I shift. “What about your family? Clan Black?”
“Black?” He gives me the strangest look—amused and sad at the same time. Then his expression brightens, and it’s almost too bright. A brittle sort of upbeat. “We’re trifling, we are. Few, but wily. Perhaps we’ll rise someday to the fight.” With a shake of his head, he says, “Enough of that.”
He pulls his scrap of metal from the oil and holds it out. “A rose for Rosie.”
I gasp.
The tiny bit of iron has become a delicate flower. All his twisting and twirling stretched it into ribbons, creating layered petals—a half-opened bud, shimmering and raw.
“It’s beautiful.”
I look up at him. The gray of his eyes is silver in the morning light. The moment holds for so long, it feels like I’ve time-traveled again.
I break it. “You made that for me?” I reach for it.
“Ah! Too hot yet.” He pulls it back, looking away.
The flush from the hot forge has spread, darkening his cheeks into a color that has nothing to do with heat.
Is he blushing?
“Heating up the lassies, are ye?”
I jump.
A new voice. Mocking.
I whirl just as an arm drapes over my shoulders. A stranger, smirking at Callum. “Who’s this you’ve been hiding?”
I angle away, sizing the man up.
He’s cute, in a stocky lacrosse-bro way. Sandy blond hair. Eyes almost too pale a blue. Older than me, but his cheeks still have that young, fleshy look. Mid-twenties, max.
Callum is weighing a reply, but his teeth seem too gritted to speak.
The new guy laughs. “I believe the stable boy thought he could keep you for himself. But you can’t hide from me, lass.” He winks.

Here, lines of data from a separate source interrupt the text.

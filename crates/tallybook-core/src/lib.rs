//! Core types and traits for Tallybook storage backends.
//!
//! This crate provides the `StorageBackend` trait and all associated types,
//! enabling pluggable storage implementations in separate crates.

pub mod models;
pub mod storage;

// Re-export key types at crate root for convenience
pub use models::documents::{
    settled_status, Document, DocumentKind, DocumentStatus, LineItem, Payment,
    PaymentApplication, PaymentKind, PaymentMethod,
};
pub use models::money::{Currency, Money, MoneyError};
pub use models::read::{
    AccountStatement, BalanceSheet, IncomeStatement, JournalView, LedgerRow, PostedLine,
    ReportLine, TrialBalance, TrialBalanceRow,
};
pub use models::write::{
    CreateAccountCommand, DraftDocumentCommand, LineCommand, PostEntryCommand,
    RecordPaymentCommand,
};
pub use models::{
    Account, AccountId, AccountType, CounterpartyId, DocumentId, EntryId, JournalEntry,
    JournalLine, Organization, OrganizationId, Side, SystemRole, TransactionType,
};
pub use storage::{StorageBackend, StorageError, TransactionId};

I know his type. The guys with rich dads, early admission to Princeton, and BMWs for graduation. The thought spikes defiance through my veins. I didn’t cave to them then, and I won’t now.
“I’m not hiding.” I slip out from under his arm. “Just working.”
“Mmm-hm.” He watches me like a cat eyeing a sparrow. “My father told me about you. Said you were a firebrand. I had to see for myself.”
He reaches for me again, fingertips brushing my shoulder. “Hot to the touch?”
I edge away, and he laughs. “My Da also calls you a wee fool. Are you then?”
I look to Callum. “What’s he talking about?”
Callum stands stiff as steel, his face blank. But his eyes burn.
“His father,” Callum says tightly, “thelaird. He thinks you’re daft.”
His gaze locks onto mine, heavy with warning.Take this seriously.
His father is the Campbell laird? I fight the urge to recoil, but I push through it, shooting this guy my best glare. He only explodes into laughter.
“You’re a tonic,” he says, looking genuinely amused. Between the good looks and fine clothes, I bet serving girls usually fawn over him.